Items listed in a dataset
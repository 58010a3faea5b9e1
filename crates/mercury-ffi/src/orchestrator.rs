//! Test context, history and configuration entry points

use crate::guard::ffi_guard;
use crate::strings::{opt_bytes, opt_str};
use crate::ENGINE;
use libc::{c_char, c_int, size_t};
use mercury_core::history::HistoryQuery;
use mercury_core::safe_path::path_from_bytes;
use mercury_core::ContextHandle;
use std::path::PathBuf;
use tracing::warn;

/// Resolve a host path under the configured length limit
unsafe fn host_path(ptr: *const c_char) -> Option<PathBuf> {
    let bytes = opt_bytes(ptr)?;
    match path_from_bytes(bytes, ENGINE.config().history.max_path_len) {
        Ok(path) => Some(path),
        Err(e) => {
            warn!(error = %e, "Rejected path");
            None
        }
    }
}

/// Open (or create) the history file at `path`.
///
/// Returns 0 on success and -1 for a null, overlong or unusable path. On
/// failure any store that was already open stays open.
///
/// # Safety
/// `path` must be null or a valid NUL-terminated string.
#[no_mangle]
pub unsafe extern "C" fn initialize_history_store(path: *const c_char) -> c_int {
    ffi_guard("initialize_history_store", -1, || {
        let Some(path) = host_path(path) else {
            return -1;
        };
        match ENGINE.orchestrator().initialize_history(&path) {
            Ok(()) => 0,
            Err(e) => {
                warn!(path = %path.display(), error = %e, "Failed to initialize history store");
                -1
            }
        }
    })
}

/// Flush and close the history file. Safe to call repeatedly.
#[no_mangle]
pub extern "C" fn cleanup_history_store() {
    ffi_guard("cleanup_history_store", (), || ENGINE.orchestrator().cleanup_history())
}

/// Allocate a test context; returns 0 when the pool is full.
///
/// # Safety
/// Both arguments must be null or valid NUL-terminated strings.
#[no_mangle]
pub unsafe extern "C" fn create_test_context(
    class_name: *const c_char,
    method_name: *const c_char,
) -> u64 {
    ffi_guard("create_test_context", 0, || {
        let class_name = opt_str(class_name);
        let method_name = opt_str(method_name);
        match ENGINE
            .orchestrator()
            .create_context(class_name.as_deref(), method_name.as_deref())
        {
            Ok(handle) => handle.to_raw(),
            Err(e) => {
                warn!(error = %e, "Failed to create test context");
                0
            }
        }
    })
}

/// # Safety
/// `grade` must be null or a valid NUL-terminated string.
#[no_mangle]
pub unsafe extern "C" fn update_test_metrics(
    context: u64,
    response_time_ms: f64,
    memory_usage_mb: f64,
    query_count: u32,
    cache_hit_ratio: f64,
    grade: *const c_char,
) -> c_int {
    ffi_guard("update_test_metrics", -1, || {
        let Some(handle) = ContextHandle::from_raw(context) else {
            return -1;
        };
        let grade = opt_str(grade);
        status(ENGINE.orchestrator().update_metrics(
            handle,
            response_time_ms,
            memory_usage_mb,
            query_count,
            cache_hit_ratio,
            grade.as_deref(),
        ))
    })
}

/// # Safety
/// `suggestion` must be null or a valid NUL-terminated string.
#[no_mangle]
pub unsafe extern "C" fn update_n_plus_one_analysis(
    context: u64,
    query_count: u32,
    duplicate_count: u32,
    suggestion: *const c_char,
) -> c_int {
    ffi_guard("update_n_plus_one_analysis", -1, || {
        let Some(handle) = ContextHandle::from_raw(context) else {
            return -1;
        };
        let suggestion = opt_str(suggestion);
        status(ENGINE.update_n_plus_one(handle, query_count, duplicate_count, suggestion.as_deref()))
    })
}

/// Record the context in history and statistics, then release it
#[no_mangle]
pub extern "C" fn finalize_test_context(context: u64) -> c_int {
    ffi_guard("finalize_test_context", -1, || {
        let Some(handle) = ContextHandle::from_raw(context) else {
            return -1;
        };
        status(ENGINE.orchestrator().finalize(handle).map(|_| ()))
    })
}

/// Release the context without recording it
#[no_mangle]
pub extern "C" fn destroy_test_context(context: u64) -> c_int {
    ffi_guard("destroy_test_context", -1, || {
        let Some(handle) = ContextHandle::from_raw(context) else {
            return -1;
        };
        status(ENGINE.orchestrator().destroy(handle))
    })
}

/// Write the severity policy and statistics to `path`.
///
/// # Safety
/// `path` must be null or a valid NUL-terminated string.
#[no_mangle]
pub unsafe extern "C" fn save_binary_configuration(path: *const c_char) -> c_int {
    ffi_guard("save_binary_configuration", -1, || {
        let Some(path) = host_path(path) else {
            return -1;
        };
        status(ENGINE.save_configuration(&path))
    })
}

/// Restore the severity policy and statistics from `path`.
///
/// Nothing changes unless the whole file verifies.
///
/// # Safety
/// `path` must be null or a valid NUL-terminated string.
#[no_mangle]
pub unsafe extern "C" fn load_binary_configuration(path: *const c_char) -> c_int {
    ffi_guard("load_binary_configuration", -1, || {
        let Some(path) = host_path(path) else {
            return -1;
        };
        status(ENGINE.load_configuration(&path))
    })
}

/// Copy totals into the non-null out-pointers.
///
/// # Safety
/// Each pointer must be null or valid for a `u64` write.
#[no_mangle]
pub unsafe extern "C" fn get_orchestrator_statistics(
    total_tests: *mut u64,
    total_violations: *mut u64,
    total_n_plus_one: *mut u64,
    active_contexts: *mut u64,
    history_entries: *mut u64,
) {
    let stats = ffi_guard("get_orchestrator_statistics", Default::default(), || {
        ENGINE.orchestrator().statistics()
    });
    write_out(total_tests, stats.total_tests);
    write_out(total_violations, stats.total_violations);
    write_out(total_n_plus_one, stats.total_n_plus_one);
    write_out(active_contexts, stats.active_contexts as u64);
    write_out(history_entries, stats.history_entries);
}

/// Copy average response time and memory usage into the non-null out-pointers.
///
/// # Safety
/// Each pointer must be null or valid for an `f64` write.
#[no_mangle]
pub unsafe extern "C" fn get_orchestrator_averages(
    avg_response_time_ms: *mut f64,
    avg_memory_usage_mb: *mut f64,
) {
    let stats = ffi_guard("get_orchestrator_averages", Default::default(), || {
        ENGINE.orchestrator().statistics()
    });
    write_out(avg_response_time_ms, stats.avg_response_time_ms);
    write_out(avg_memory_usage_mb, stats.avg_memory_usage_mb);
}

/// Render matching history entries into `buffer`, one line each.
///
/// Filters are prefix matches (null or empty matches all); the timestamp
/// range is inclusive. Returns the number of lines written, or -1 for a
/// null buffer or zero size.
///
/// # Safety
/// Filters must be null or valid NUL-terminated strings; `buffer` must be
/// null or valid for `buffer_size` bytes of writes.
#[no_mangle]
pub unsafe extern "C" fn query_history_entries(
    class_filter: *const c_char,
    method_filter: *const c_char,
    start_timestamp_ns: u64,
    end_timestamp_ns: u64,
    buffer: *mut c_char,
    buffer_size: size_t,
) -> c_int {
    if buffer.is_null() || buffer_size == 0 {
        return -1;
    }
    // SAFETY: caller guarantees `buffer` is valid for `buffer_size` bytes
    let out = std::slice::from_raw_parts_mut(buffer.cast::<u8>(), buffer_size);
    out[0] = 0;

    ffi_guard("query_history_entries", -1, || {
        let class_filter = opt_str(class_filter);
        let method_filter = opt_str(method_filter);
        let mut query = HistoryQuery::all().with_time_range(start_timestamp_ns, end_timestamp_ns);
        query.class_prefix = class_filter.as_deref().filter(|s| !s.is_empty());
        query.method_prefix = method_filter.as_deref().filter(|s| !s.is_empty());

        match ENGINE.orchestrator().write_history_lines(&query, out) {
            Ok(lines) => c_int::try_from(lines).unwrap_or(c_int::MAX),
            Err(e) => {
                warn!(error = %e, "History query failed");
                -1
            }
        }
    })
}

fn status<E: std::fmt::Display>(result: Result<(), E>) -> c_int {
    match result {
        Ok(()) => 0,
        Err(e) => {
            warn!(error = %e, "Operation failed");
            -1
        }
    }
}

unsafe fn write_out<T>(ptr: *mut T, value: T) {
    if !ptr.is_null() {
        ptr.write(value);
    }
}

BRIEF: In the entries above, how many lines contain the word "suggestion"? Provide the number alone.

EXERCISE SOLUTION: 4